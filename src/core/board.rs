//! Board topology: the 41 fields of the diamond board.
//!
//! ```text
//!       a  b  c  d  e  f  g  h  i
//!   9              40               9
//!   8           37 38 39            8
//!   7        32 33 34 35 36         7
//!   6     25 26 27 28 29 30 31      6
//!   5  16 17 18 19 20 21 22 23 24   5
//!   4      9 10 11 12 13 14 15      4
//!   3         4  5  6  7  8         3
//!   2            1  2  3            2
//!   1               0               1
//!       a  b  c  d  e  f  g  h  i
//! ```

use std::{fmt::Display, str::FromStr};
use lazy_static::lazy_static;

use super::{error::DecodeError, side::Side};

pub const FIELD_COUNT: usize = 41;
pub const BOARD_SIZE: i32 = 9;

const fn on_board(r: i32, c: i32) -> bool {
    (r - 4).abs() + (c - 4).abs() <= 4
}

const fn build_coords() -> [Coords; FIELD_COUNT] {
    let mut coords = [Coords { r: 0, c: 0 }; FIELD_COUNT];
    let mut i = 0;
    let mut r = 0;
    while r < BOARD_SIZE {
        let mut c = 0;
        while c < BOARD_SIZE {
            if on_board(r, c) {
                coords[i] = Coords { r, c };
                i += 1;
            }
            c += 1;
        }
        r += 1;
    }
    coords
}

const fn build_index() -> [[i8; BOARD_SIZE as usize]; BOARD_SIZE as usize] {
    let mut index = [[-1i8; BOARD_SIZE as usize]; BOARD_SIZE as usize];
    let mut i = 0;
    while i < FIELD_COUNT {
        let Coords { r, c } = COORDS[i];
        index[r as usize][c as usize] = i as i8;
        i += 1;
    }
    index
}

const COORDS: [Coords; FIELD_COUNT] = build_coords();
const INDEX_BY_COORDS: [[i8; BOARD_SIZE as usize]; BOARD_SIZE as usize] = build_index();

const FIELD_NAMES: [&str; FIELD_COUNT] = [
                            "e1",
                      "d2", "e2", "f2",
                "c3", "d3", "e3", "f3", "g3",
          "b4", "c4", "d4", "e4", "f4", "g4", "h4",
    "a5", "b5", "c5", "d5", "e5", "f5", "g5", "h5", "i5",
          "b6", "c6", "d6", "e6", "f6", "g6", "h6",
                "c7", "d7", "e7", "f7", "g7",
                      "d8", "e8", "f8",
                            "e9",
];

/// Row/column of a field; row 0 is Light's back rank.
#[derive(Debug, Clone, Copy, PartialEq, Eq, Hash)]
pub struct Coords {
    pub r: i32,
    pub c: i32,
}

impl Coords {
    pub fn field(&self) -> Option<Field> {
        Field::at(self.r, self.c)
    }
}

/// A field on the board, identified by its index (0..41).
#[derive(Debug, Clone, Copy, PartialEq, Eq, Hash, PartialOrd, Ord)]
pub struct Field(u8);

impl Field {
    pub const fn new(index: usize) -> Self {
        debug_assert!(index < FIELD_COUNT);
        Self(index as u8)
    }

    pub fn from_index(index: usize) -> Option<Self> {
        (index < FIELD_COUNT).then_some(Field(index as u8))
    }

    pub fn at(r: i32, c: i32) -> Option<Self> {
        if !(0..BOARD_SIZE).contains(&r) || !(0..BOARD_SIZE).contains(&c) {
            return None;
        }
        let i = INDEX_BY_COORDS[r as usize][c as usize];
        (i >= 0).then_some(Field(i as u8))
    }

    /// Home gate of `side`; standing on the opponent's gate wins.
    pub const fn gate(side: Side) -> Self {
        match side {
            Side::Light => Field(0),
            Side::Dark => Field(FIELD_COUNT as u8 - 1),
        }
    }

    pub fn all() -> impl Iterator<Item = Field> {
        (0..FIELD_COUNT).map(Field::new)
    }

    pub const fn index(&self) -> usize {
        self.0 as usize
    }

    pub const fn coords(&self) -> Coords {
        COORDS[self.0 as usize]
    }

    pub fn offset(&self, dr: i32, dc: i32) -> Option<Field> {
        let Coords { r, c } = self.coords();
        Field::at(r + dr, c + dc)
    }

    pub fn name(&self) -> &'static str {
        FIELD_NAMES[self.index()]
    }

    /// Fields adjacent to this one (all eight directions), in ascending order.
    pub fn neighbors(&self) -> &'static [Field] {
        &NEIGHBORS[self.index()]
    }

    pub fn is_adjacent(&self, other: Field) -> bool {
        let (a, b) = (self.coords(), other.coords());
        *self != other && (a.r - b.r).abs() <= 1 && (a.c - b.c).abs() <= 1
    }
}

impl Display for Field {
    fn fmt(&self, f: &mut std::fmt::Formatter<'_>) -> std::fmt::Result {
        write!(f, "{}", self.name())
    }
}

impl FromStr for Field {
    type Err = DecodeError;

    fn from_str(s: &str) -> Result<Self, Self::Err> {
        let invalid = || DecodeError::InvalidField(s.to_string());
        let bytes = s.as_bytes();
        if bytes.len() != 2 {
            return Err(invalid());
        }
        let (col, row) = (bytes[0], bytes[1]);
        if !(b'a'..=b'i').contains(&col) || !(b'1'..=b'9').contains(&row) {
            return Err(invalid());
        }
        Field::at((row - b'1') as i32, (col - b'a') as i32).ok_or_else(invalid)
    }
}

/// Walks the neighbours of `src` and `dst` (a piece moving from `src` to
/// `dst`). `on_old` gets each field that neighbours `src` but not `dst`,
/// excluding `dst` itself; `on_new` gets each field that neighbours `dst`
/// but not `src`, excluding `src` itself.
pub fn neighbors_diff(
    src: Field,
    dst: Field,
    mut on_old: impl FnMut(Field),
    mut on_new: impl FnMut(Field),
) {
    let src_nbs = src.neighbors();
    let dst_nbs = dst.neighbors();
    let (mut i, mut j) = (0, 0);
    loop {
        match (src_nbs.get(i), dst_nbs.get(j)) {
            (None, None) => break,
            (Some(&f), Some(&g)) if f == g => {
                i += 1;
                j += 1;
            }
            (Some(&f), g) if g.map_or(true, |&g| f < g) => {
                if f != dst {
                    on_old(f);
                }
                i += 1;
            }
            (_, Some(&g)) => {
                if g != src {
                    on_new(g);
                }
                j += 1;
            }
            (Some(_), None) => unreachable!(),
        }
    }
}

lazy_static!(
    static ref NEIGHBORS: Vec<Vec<Field>> = Field::all()
        .map(|field| {
            let mut nbs: Vec<Field> = (-1..=1)
                .flat_map(|dr| (-1..=1).map(move |dc| (dr, dc)))
                .filter(|&d| d != (0, 0))
                .filter_map(|(dr, dc)| field.offset(dr, dc))
                .collect();
            nbs.sort();
            nbs
        })
        .collect();
);

#[cfg(test)]
mod tests {
    use super::*;
    use test_case::test_case;

    #[test]
    fn test_field_count_and_order() {
        assert_eq!(Field::new(0).coords(), Coords { r: 0, c: 4 });
        assert_eq!(Field::new(16).coords(), Coords { r: 4, c: 0 });
        assert_eq!(Field::new(20).coords(), Coords { r: 4, c: 4 });
        assert_eq!(Field::new(40).coords(), Coords { r: 8, c: 4 });
        for field in Field::all() {
            let Coords { r, c } = field.coords();
            assert_eq!(Field::at(r, c), Some(field));
        }
    }

    #[test_case("e1", 0)]
    #[test_case("d2", 1)]
    #[test_case("a5", 16)]
    #[test_case("i5", 24)]
    #[test_case("e9", 40)]
    fn test_field_names(name: &str, index: usize) {
        let field: Field = name.parse().unwrap();
        assert_eq!(field.index(), index);
        assert_eq!(field.to_string(), name);
    }

    #[test_case("a1")]
    #[test_case("j5")]
    #[test_case("e0")]
    #[test_case("e10")]
    #[test_case("")]
    fn test_invalid_field_names(name: &str) {
        assert!(name.parse::<Field>().is_err());
    }

    #[test]
    fn test_gates() {
        assert_eq!(Field::gate(Side::Light).name(), "e1");
        assert_eq!(Field::gate(Side::Dark).name(), "e9");
    }

    #[test]
    fn test_neighbors() {
        let names = |f: Field| f.neighbors().iter().map(|n| n.name()).collect::<Vec<_>>();
        assert_eq!(names(Field::new(0)), vec!["d2", "e2", "f2"]);
        assert_eq!(names(Field::new(20)).len(), 8);
        assert_eq!(names(Field::new(16)), vec!["b4", "b5", "b6"]);
        for field in Field::all() {
            let nbs = field.neighbors();
            assert!(nbs.windows(2).all(|w| w[0] < w[1]));
            for nb in nbs {
                assert!(nb.neighbors().contains(&field));
                assert!(field.is_adjacent(*nb));
            }
        }
    }

    #[test]
    fn test_neighbors_diff() {
        let src: Field = "e4".parse().unwrap();
        let dst: Field = "e5".parse().unwrap();
        let (mut old, mut new) = (Vec::new(), Vec::new());
        neighbors_diff(src, dst, |f| old.push(f.name()), |f| new.push(f.name()));
        old.sort();
        new.sort();
        assert_eq!(old, vec!["d3", "e3", "f3"]);
        assert_eq!(new, vec!["d6", "e6", "f6"]);
    }

    #[test]
    fn test_neighbors_diff_far() {
        let src = Field::gate(Side::Light);
        let dst = Field::gate(Side::Dark);
        let (mut old, mut new) = (0, 0);
        neighbors_diff(src, dst, |_| old += 1, |_| new += 1);
        assert_eq!(old, 3);
        assert_eq!(new, 3);
    }
}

■ ■ ■ ■ ■

# The task:
If a line in the data contains the string "FromStr", copy it.

# Result for this exercise:
use std::{fmt::Display, str::FromStr};
impl FromStr for Field {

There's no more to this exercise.